Como numa espécie de versão pragmática do ‘Soneto de Separação’, alguns
leitores observaram que o senador Flávio Bolsonaro vem perdendo o sobrenome no
noticiário, na medida em que consolida seu papel de candidato viável contra o
presidente Lula. Se antes era o 01 do Bolsopai, agora virou apenas Flávio. Que
Flávio?”
Obviamente,
para você, para mim e para todo o jornalismo brasileiro, o sobrenome Bolsonaro
não é detalhe biográfico. É contexto político obrigatório para uma imprensa que
tanto prega a questão dos fatos. Ele carrega um pai condenado pelo Supremo
Tribunal Federal, o STF, à inelegibilidade e a 27 anos e 3 meses de prisão por
tentativa de golpe de estado.
Carrega
não só os citados Adriano, os chocolates mágicos, a mansão: ainda tem Fabrício
Queiroz, a denúncia de R$ 6 milhões desviados da Alerj… Nada disso prescreveu,
nem foi arquivado: as provas foram anuladas. Suprimir o sobrenome é suprimir
esse peso sem ter que falar sobre ele.
Este
mês, Flávio Bolsonaro apareceu com 55% de rejeição segundo a Genial Quaest.

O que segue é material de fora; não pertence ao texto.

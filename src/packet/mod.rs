//! OpenPGP packet framing (RFC 4880 §4).
//!
//! A packet is a tag plus a length-prefixed body. This module handles the
//! framing only: new-format headers (one, two and five octet lengths plus
//! partial body chunks) and old-format headers (one, two, four octet and
//! indeterminate lengths). The typed bodies live in the submodules and all
//! implement [`PacketBody`].
//!
//! Stream decoding via [`decode_packets`] skips packets whose tag is unknown
//! and logs them; every other framing problem aborts the stream.

use crate::error::{PgpError, Result};
use crate::validation::Validator;
use tracing::warn;

pub mod key;
pub mod message;
pub mod mpi;
pub mod signature;

pub use key::{PublicKeyPacket, SecretKeyMaterial, SecretKeyPacket, SecretParams, UserIdPacket};
pub use message::{
    LiteralDataPacket, LiteralFormat, ModificationDetectionCodePacket,
    PublicKeyEncryptedSessionKeyPacket, SymEncryptedIntegrityProtectedDataPacket,
    SymmetricallyEncryptedDataPacket,
};
pub use mpi::Mpi;
pub use signature::{key_flags, OnePassSignaturePacket, SignaturePacket, SignatureType, Subpacket};

/// PGP packet types defined in RFC 4880
#[derive(Debug, Clone, Copy, PartialEq, Eq, Hash)]
pub enum PacketType {
    /// Public-Key Encrypted Session Key Packet
    PublicKeyEncryptedSessionKey = 1,
    /// Signature Packet
    Signature = 2,
    /// Symmetric-Key Encrypted Session Key Packet
    SymmetricKeyEncryptedSessionKey = 3,
    /// One-Pass Signature Packet
    OnePassSignature = 4,
    /// Secret-Key Packet
    SecretKey = 5,
    /// Public-Key Packet
    PublicKey = 6,
    /// Secret-Subkey Packet
    SecretSubkey = 7,
    /// Compressed Data Packet
    CompressedData = 8,
    /// Symmetrically Encrypted Data Packet
    SymmetricallyEncryptedData = 9,
    /// Marker Packet
    Marker = 10,
    /// Literal Data Packet
    LiteralData = 11,
    /// Trust Packet
    Trust = 12,
    /// User ID Packet
    UserId = 13,
    /// Public-Subkey Packet
    PublicSubkey = 14,
    /// User Attribute Packet
    UserAttribute = 17,
    /// Sym. Encrypted and Integrity Protected Data Packet
    SymEncryptedIntegrityProtectedData = 18,
    /// Modification Detection Code Packet
    ModificationDetectionCode = 19,
}

impl PacketType {
    /// Convert packet type to byte value
    pub fn to_byte(self) -> u8 {
        self as u8
    }

    /// Convert byte value to packet type
    pub fn from_byte(byte: u8) -> Option<Self> {
        match byte {
            1 => Some(Self::PublicKeyEncryptedSessionKey),
            2 => Some(Self::Signature),
            3 => Some(Self::SymmetricKeyEncryptedSessionKey),
            4 => Some(Self::OnePassSignature),
            5 => Some(Self::SecretKey),
            6 => Some(Self::PublicKey),
            7 => Some(Self::SecretSubkey),
            8 => Some(Self::CompressedData),
            9 => Some(Self::SymmetricallyEncryptedData),
            10 => Some(Self::Marker),
            11 => Some(Self::LiteralData),
            12 => Some(Self::Trust),
            13 => Some(Self::UserId),
            14 => Some(Self::PublicSubkey),
            17 => Some(Self::UserAttribute),
            18 => Some(Self::SymEncryptedIntegrityProtectedData),
            19 => Some(Self::ModificationDetectionCode),
            _ => None,
        }
    }
}
//! Property-style tests over seeded random inputs
//!
//! Each property is checked across many generated cases. The generators are
//! seeded so failures reproduce.

mod common;

use common::{keypair, public};
use pgp_engine::{
    armor::{crc24, decode, decode_packets_from_armor, encode, encode_packets, ArmorOptions, ArmorType},
    crypto::{ct_eq, Fingerprint, KeyId},
    decrypt, encrypt,
    packet::{
        decode_packets, serialize_packets, HeaderFormat, LiteralDataPacket, Mpi, Packet, PacketBody,
        PacketType,
    },
    sign, verify,
};
use rand::rngs::{OsRng, StdRng};
use rand::{Rng, SeedableRng};

fn random_bytes(rng: &mut StdRng, max_len: usize) -> Vec<u8> {
    let len = rng.gen_range(0..=max_len);
    let mut bytes = vec![0u8; len];
    rng.fill(&mut bytes[..]);
    bytes
}

fn random_packet(rng: &mut StdRng) -> Packet {
    let types = [
        PacketType::LiteralData,
        PacketType::UserId,
        PacketType::Signature,
        PacketType::SymEncryptedIntegrityProtectedData,
        PacketType::PublicKeyEncryptedSessionKey,
    ];
    let packet_type = types[rng.gen_range(0..types.len())];
    // Old-format headers only carry tags below 16
    let format = if packet_type.to_byte() < 16 && rng.gen_bool(0.5) {
        HeaderFormat::Old
    } else {
        HeaderFormat::New
    };
    let max_len = if rng.gen_bool(0.1) { 70_000 } else { 400 };
    Packet::with_format(packet_type, random_bytes(rng, max_len), format)
}

/// Property: armor decode(encode(packets)) == packets
#[test]
fn property_armor_roundtrip() {
    let mut rng = StdRng::seed_from_u64(1);
    for _ in 0..60 {
        let count = rng.gen_range(1..5);
        let packets: Vec<Packet> = (0..count).map(|_| random_packet(&mut rng)).collect();
        let armored = encode_packets(&packets, &ArmorType::Message, &ArmorOptions::default());

        for line in armored.lines() {
            assert!(line.len() <= 76, "armor line longer than 76 characters");
        }
        let (armor_type, decoded) = decode_packets_from_armor(&armored).unwrap();
        assert_eq!(armor_type, ArmorType::Message);
        assert_eq!(decoded, packets);
    }
}

/// Property: raw binary survives armor for every length modulo 3
#[test]
fn property_armor_binary_lengths() {
    let mut rng = StdRng::seed_from_u64(2);
    for len in 0..200 {
        let mut data = vec![0u8; len];
        rng.fill(&mut data[..]);
        for armor_type in [ArmorType::Message, ArmorType::Signature, ArmorType::PublicKey] {
            let block = decode(&encode(&data, &armor_type)).unwrap();
            assert_eq!(block.data, data);
            assert_eq!(block.armor_type, armor_type);
        }
    }
}

/// Property: the packet stream codec is lossless for every header form
#[test]
fn property_packet_stream_roundtrip() {
    let mut rng = StdRng::seed_from_u64(3);
    for _ in 0..100 {
        let count = rng.gen_range(0..8);
        let packets: Vec<Packet> = (0..count).map(|_| random_packet(&mut rng)).collect();
        assert_eq!(decode_packets(&serialize_packets(&packets)).unwrap(), packets);
    }
}

/// Property: MPIs keep their declared bit length and value
#[test]
fn property_mpi_preserves_bits() {
    let mut rng = StdRng::seed_from_u64(4);
    for _ in 0..200 {
        let mut bytes = random_bytes(&mut rng, 64);
        if let Some(first) = bytes.first_mut() {
            *first |= 0x01;
        }
        let mpi = Mpi::from_slice(&bytes);
        let expected_bits = bytes
            .first()
            .map_or(0, |b| (bytes.len() - 1) * 8 + (8 - b.leading_zeros() as usize));
        assert_eq!(mpi.bits() as usize, expected_bits);

        let encoded = mpi.to_bytes();
        let (parsed, consumed) = Mpi::parse(&encoded, 0).unwrap();
        assert_eq!(consumed, encoded.len());
        assert_eq!(parsed, mpi);
        assert_eq!(parsed.as_bytes(), &bytes[..]);
    }
}

/// Property: decrypt(encrypt(M, [pub]), priv) == M
#[test]
fn property_encryption_roundtrip() {
    let mut rng = StdRng::seed_from_u64(5);
    for _ in 0..25 {
        let message = random_bytes(&mut rng, 4096);
        let armored = encrypt(&message, &[public(0)], &mut OsRng).unwrap();
        assert_eq!(
            decrypt(&armored, keypair(0).private_key(), &mut OsRng).unwrap(),
            message,
            "Roundtrip property violated: decrypted != original"
        );
    }
}

/// Property: every signed message verifies under its signer only
#[test]
fn property_sign_verify() {
    let mut rng = StdRng::seed_from_u64(6);
    for round in 0..12 {
        let signer = round % 3;
        let message = random_bytes(&mut rng, 1024);
        let signed = sign(&message, keypair(signer).private_key(), &mut OsRng).unwrap();

        let verified = verify(&signed, &[public(0), public(1), public(2)]).unwrap();
        assert_eq!(verified.signer, keypair(signer).key_id());
        assert_eq!(verified.data, message);

        let others: Vec<_> = (0..3).filter(|&i| i != signer).map(public).collect();
        assert!(verify(&signed, &others).is_err());
    }
}

/// Property: literal packets keep format, name and date
#[test]
fn property_literal_fields_roundtrip() {
    let mut rng = StdRng::seed_from_u64(7);
    for _ in 0..50 {
        let data = random_bytes(&mut rng, 256);
        let literal = LiteralDataPacket::binary(&data, rng.gen()).with_filename("report.pdf");
        let parsed = LiteralDataPacket::from_bytes(&literal.to_bytes()).unwrap();
        assert_eq!(parsed, literal);
    }
}

/// Property: CRC24 changes for any single-bit change
#[test]
fn property_crc24_detects_bit_flips() {
    let mut rng = StdRng::seed_from_u64(8);
    for _ in 0..100 {
        let mut data = random_bytes(&mut rng, 512);
        if data.is_empty() {
            data.push(0);
        }
        let checksum = crc24(&data);
        assert!(checksum <= 0xFF_FFFF);
        let index = rng.gen_range(0..data.len());
        data[index] ^= 1 << rng.gen_range(0..8);
        assert_ne!(crc24(&data), checksum);
    }
}

/// Property: identifiers survive hex formatting
#[test]
fn property_identifier_hex_roundtrip() {
    let mut rng = StdRng::seed_from_u64(9);
    for _ in 0..50 {
        let fingerprint = Fingerprint(rng.gen());
        assert_eq!(Fingerprint::from_hex(&fingerprint.to_string()).unwrap(), fingerprint);
        let key_id = KeyId::from(rng.gen::<u64>());
        assert_eq!(KeyId::from_hex(&key_id.to_string()).unwrap(), key_id);
        assert!(key_id.ct_eq(&key_id));
        assert!(ct_eq(fingerprint.as_bytes(), fingerprint.as_bytes()));
    }
}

Lula surgiu com 56%. De novo, o “Zero Um” tem rejeição altíssima para um
candidato que nunca governou o país. A pesquisa aponta que, para vencer a
disputa em 2026, o desafio para ambos será a imagem de moderação. O
levantamento mostrou que, atualmente, 48% dos brasileiros dizem não ver Flávio
Bolsonaro como mais moderado que outros integrantes de sua família.
É aqui
que a coisa pega, minha pirraia: o sobrenome é o problema. Metade do Brasil
rejeita o “Bolsonaro”, e é exatamente esse sobrenome que some das manchetes
enquanto o senador tenta parecer outra coisa.
O fato
de 48% dos entrevistados afirmarem que ele não é mais moderado que sua família
indica que sua imagem ainda está fortemente associada ao núcleo duro do
bolsonarismo. Isso ainda limita sua capacidade de ampliar alianças políticas
para conquistar setores moderados do eleitorado. A imprensa, ao apagar o
sobrenome, está fazendo o trabalho que as pesquisas mostram ser necessário para
a candidatura. Esses recursos da objetividade são completamente
instrumentalizados para vocalizar algo que não se pode vocalizar em primeira
pessoa.
Chamar
o filho do golpista de “Flávio” – sem mais, sem sobrenome, sem contexto – é
vocalizar, sem se implicar, que ele é uma figura nova. Palatável. Moderada.
Separada do pai. É fazer política sem assinar embaixo.
Vamos
apostar em Flávio.
Simplesmente
Flávio. Candidamente Flávio. Mimosamente Flávio.